In order to find the reason why nan or inf produced in the training, I compute the gradident manually. But I found that the gradient from loss.backward() is different from the gradient computed manually.
I want to know what happen in backward() when training on multi gpu nodes.
I did the following experiment.
Steps:
- select layer: stem conv
- hooks: Hook the input, output, weight of the layer using register_forward_hook, use retain_grad() to hook the output grad
- compute the weight grad manually on each node
def compute_weight_grad(self, input_tensor, grad_output, layer_weight):
kernel_size = 3
stride = 2
padding = 1
fold_params = dict(kernel_size=kernel_size, stride=stride, padding=padding)
unfold = torch.nn.Unfold(**fold_params)
unfold_input = unfold(input_tensor)
grad_output = grad_output.flatten(2)
grad_weight = grad_output @ unfold_input.transpose(1, 2)
grad_weight = grad_weight.sum(0)
grad_weight = grad_weight.view_as(layer_weight)

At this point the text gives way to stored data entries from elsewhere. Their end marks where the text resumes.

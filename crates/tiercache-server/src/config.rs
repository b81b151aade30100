use std::collections::HashMap;
use std::time::Duration;

use serde::{Deserialize, Serialize};
use tiercache_core::{Namespace, TenantId, Tier};
use tiercache_upstream::{CircuitBreakerConfig, RetryPolicy, UpstreamConfig};
use url::Url;

use crate::cache::{MAX_TTL, RoutingTable, TtlPolicy};
use crate::pubsub::BackoffPolicy;

#[derive(Debug, thiserror::Error)]
pub enum ConfigError {
    #[error("config load error: {0}")]
    Load(String),

    #[error("invalid config: {0}")]
    Invalid(String),
}

#[derive(Debug, Clone, Serialize, Deserialize, Default)]
pub struct AppConfig {
    #[serde(default)]
    pub logging: LoggingConfig,
    /// Static namespace -> tier routing table
    #[serde(default)]
    pub routing: RoutingConfig,
    /// Reference tier TTLs and fetch deadline
    #[serde(default)]
    pub reference: ReferenceConfig,
    /// Wrapper client settings
    #[serde(default)]
    pub upstream: UpstreamSettings,
    /// Per-tenant invalidation subscriptions
    #[serde(default)]
    pub subscriber: SubscriberConfig,
    #[serde(default)]
    pub redis: RedisConfig,
    /// Startup bulk load of critical entries
    #[serde(default)]
    pub seed: SeedConfig,
}

impl AppConfig {
    pub fn validate(&self) -> Result<(), ConfigError> {
        let invalid = |msg: String| Err(ConfigError::Invalid(msg));

        let lvl = self.logging.level.to_ascii_lowercase();
        let valid_levels = ["trace", "debug", "info", "warn", "error", "off"];
        if !valid_levels.contains(&lvl.as_str()) {
            return invalid(format!("logging.level must be one of {valid_levels:?}"));
        }

        if let Some(ns) = self
            .routing
            .critical
            .iter()
            .find(|ns| self.routing.reference.contains(ns))
        {
            return invalid(format!(
                "namespace '{ns}' is routed to both the critical and reference tiers"
            ));
        }

        let max_ttl = MAX_TTL.as_secs();
        if !(1..=max_ttl).contains(&self.reference.default_ttl_secs) {
            return invalid(format!(
                "reference.default_ttl_secs must be between 1 and {max_ttl}"
            ));
        }
        if let Some((ns, _)) = self
            .reference
            .namespace_ttl_secs
            .iter()
            .find(|(_, ttl)| !(1..=max_ttl).contains(*ttl))
        {
            return invalid(format!(
                "reference.namespace_ttl_secs.{ns} must be between 1 and {max_ttl}"
            ));
        }
        if self.reference.fetch_timeout_ms == 0 {
            return invalid("reference.fetch_timeout_ms must be > 0".into());
        }
        if self.reference.cleanup_interval_secs == 0 {
            return invalid("reference.cleanup_interval_secs must be > 0".into());
        }

        if Url::parse(&self.upstream.base_url).is_err() {
            return invalid(format!(
                "upstream.base_url '{}' is not a valid URL",
                self.upstream.base_url
            ));
        }
        if self.upstream.request_timeout_ms == 0 {
            return invalid("upstream.request_timeout_ms must be > 0".into());
        }
        let cb = &self.upstream.circuit_breaker;
        if cb.enabled && (cb.failure_threshold == 0 || cb.half_open_success_threshold == 0) {
            return invalid("upstream.circuit_breaker thresholds must be > 0".into());
        }

        if !self.subscriber.channel_template.contains("{tenant_id}") {
            return invalid("subscriber.channel_template must contain '{tenant_id}'".into());
        }
        if self.subscriber.initial_backoff_ms == 0 {
            return invalid("subscriber.initial_backoff_ms must be > 0".into());
        }

        if self.seed.source == SeedSourceKind::File
            && self.seed.path.as_deref().unwrap_or("").is_empty()
        {
            return invalid("seed.source = \"file\" requires seed.path".into());
        }
        Ok(())
    }

    pub fn routing_table(&self) -> RoutingTable {
        let mut table = RoutingTable::empty();
        for ns in &self.routing.critical {
            table = table.with_route(ns.as_str(), Tier::Critical);
        }
        for ns in &self.routing.reference {
            table = table.with_route(ns.as_str(), Tier::Reference);
        }
        table
    }

    pub fn ttl_policy(&self) -> TtlPolicy {
        self.reference.namespace_ttl_secs.iter().fold(
            TtlPolicy::new(Duration::from_secs(self.reference.default_ttl_secs)),
            |policy, (ns, secs)| {
                policy.with_namespace_ttl(Namespace::new(ns.as_str()), Duration::from_secs(*secs))
            },
        )
    }

    pub fn fetch_timeout(&self) -> Duration {
        Duration::from_millis(self.reference.fetch_timeout_ms)
    }

    pub fn cleanup_interval(&self) -> Duration {
        Duration::from_secs(self.reference.cleanup_interval_secs)
    }

    pub fn tenants(&self) -> Vec<TenantId> {
        self.subscriber
            .tenants
            .iter()
            .map(|t| TenantId::new(t.as_str()))
            .collect()
    }

    pub fn backoff_policy(&self) -> BackoffPolicy {
        BackoffPolicy {
            initial: Duration::from_millis(self.subscriber.initial_backoff_ms),
            max: Duration::from_secs(self.subscriber.max_backoff_secs.max(1)),
        }
    }

    pub fn upstream_config(&self) -> Result<UpstreamConfig, ConfigError> {
        let base_url = Url::parse(&self.upstream.base_url)
            .map_err(|e| ConfigError::Invalid(format!("upstream.base_url: {e}")))?;
        let retry = RetryPolicy::default()
            .with_max_retries(self.upstream.max_retries)
            .with_base_backoff(Duration::from_millis(self.upstream.retry_backoff_ms));
        let cb = &self.upstream.circuit_breaker;
        let breaker = cb.enabled.then(|| {
            CircuitBreakerConfig::new()
                .with_failure_threshold(cb.failure_threshold)
                .with_recovery_timeout(Duration::from_secs(cb.recovery_timeout_secs))
                .with_half_open_success_threshold(cb.half_open_success_threshold)
        });

        Ok(UpstreamConfig::new(base_url)
            .with_request_timeout(Duration::from_millis(self.upstream.request_timeout_ms))
            .with_retry(retry)
            .with_circuit_breaker(breaker))
    }
}

#[derive(Debug, Clone, Copy, PartialEq, Eq, Serialize, Deserialize, Default)]
#[serde(rename_all = "lowercase")]
pub enum LogFormat {
    /// Human-readable lines
    #[default]
    Text,
    /// One JSON object per event, for log shippers
    Json,
}
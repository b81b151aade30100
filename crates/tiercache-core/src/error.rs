use thiserror::Error;

/// Error taxonomy shared by both cache tiers, the upstream client and the
/// invalidation subscriber.
///
/// `Clone` is required because a single upstream fetch result is handed to
/// every caller waiting on the same key.
#[derive(Debug, Clone, PartialEq, Eq, Error)]
pub enum CacheError {
    /// A critical key (or namespace route) was never provisioned.
    #[error("Not configured: {0}")]
    Configuration(String),

    /// The upstream fetch failed after retries or while the breaker is open.
    #[error("Upstream unavailable: {message}")]
    UpstreamUnavailable {
        status: Option<u16>,
        message: String,
    },

    /// The upstream fetch exceeded its deadline.
    #[error("Upstream fetch for {key} timed out after {timeout_ms}ms")]
    Timeout { key: String, timeout_ms: u64 },

    /// A malformed or inapplicable invalidation payload.
    #[error("Invalid invalidation message: {0}")]
    InvalidMessage(String),

    /// An update whose version is not newer than the stored entry.
    #[error("Stale write ignored for {key}: version {incoming} <= {current}")]
    StaleWriteIgnored {
        key: String,
        incoming: u64,
        current: u64,
    },
}

/// How a failed lookup should be presented to the end user.
#[derive(Debug, Clone, Copy, PartialEq, Eq)]
pub enum Disposition {
    /// "Not configured for this tenant"; retrying will not help.
    NotConfigured,
    /// "Temporarily unavailable"; a later attempt may succeed.
    TemporarilyUnavailable,
    /// Operational only, never surfaced to callers.
    Ignored,
}

impl CacheError {
    /// Create a new Configuration error
    pub fn configuration(message: impl Into<String>) -> Self {
        Self::Configuration(message.into())
    }

    /// Create an UpstreamUnavailable error without an HTTP status
    pub fn upstream(message: impl Into<String>) -> Self {
        Self::UpstreamUnavailable {
            status: None,
            message: message.into(),
        }
    }

    /// Create an UpstreamUnavailable error carrying the upstream HTTP status
    pub fn upstream_status(status: u16, message: impl Into<String>) -> Self {
        Self::UpstreamUnavailable {
            status: Some(status),
            message: format!("status {status}: {}", message.into()),
        }
    }

    /// Create a new Timeout error
    pub fn timeout(key: impl ToString, timeout: std::time::Duration) -> Self {
        Self::Timeout {
            key: key.to_string(),
            timeout_ms: timeout.as_millis() as u64,
        }
    }

    /// Create a new InvalidMessage error
    pub fn invalid_message(message: impl Into<String>) -> Self {
        Self::InvalidMessage(message.into())
    }

    /// Upstream HTTP status embedded in the error, if any.
    pub fn status(&self) -> Option<u16> {
        match self {
            Self::UpstreamUnavailable { status, .. } => *status,
            _ => None,
        }
    }

    /// Whether a later attempt of the same lookup may succeed.
    pub fn is_retryable(&self) -> bool {
        matches!(self, Self::UpstreamUnavailable { .. } | Self::Timeout { .. })
    }

    pub fn disposition(&self) -> Disposition {
        match self {
            Self::Configuration(_) => Disposition::NotConfigured,
            Self::UpstreamUnavailable { .. } | Self::Timeout { .. } => {
                Disposition::TemporarilyUnavailable
            }
            Self::InvalidMessage(_) | Self::StaleWriteIgnored { .. } => Disposition::Ignored,
        }
    }

    /// Short label used for log fields and metric labels.
    pub fn kind(&self) -> &'static str {
        match self {
            Self::Configuration(_) => "configuration",
            Self::UpstreamUnavailable { .. } => "upstream_unavailable",
            Self::Timeout { .. } => "timeout",
            Self::InvalidMessage(_) => "invalid_message",
            Self::StaleWriteIgnored { .. } => "stale_write_ignored",
        }
    }
}

impl Disposition {
    /// Message suitable for the request-handling layer.
    pub fn user_message(&self) -> &'static str {
        match self {
            Disposition::NotConfigured => "not configured for this tenant",
            Disposition::TemporarilyUnavailable => "temporarily unavailable, please retry",
            Disposition::Ignored => "ignored",
        }
    }
}

/// Result type for cache operations
pub type Result<T> = std::result::Result<T, CacheError>;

- scale and average the gradients. Becuase of the amp training, the loss is scaled by 256, so here scale back the gradient, and then average the gradients from multi nodes.
- Questions
The manually computed weight grad is different with the grad from model.parameters
Define:
ratio = manually_grad / grad_from_parameter
I find that for each iteration, the ratio is const, and different iterations have different ratios
I want to know what happened? Thanks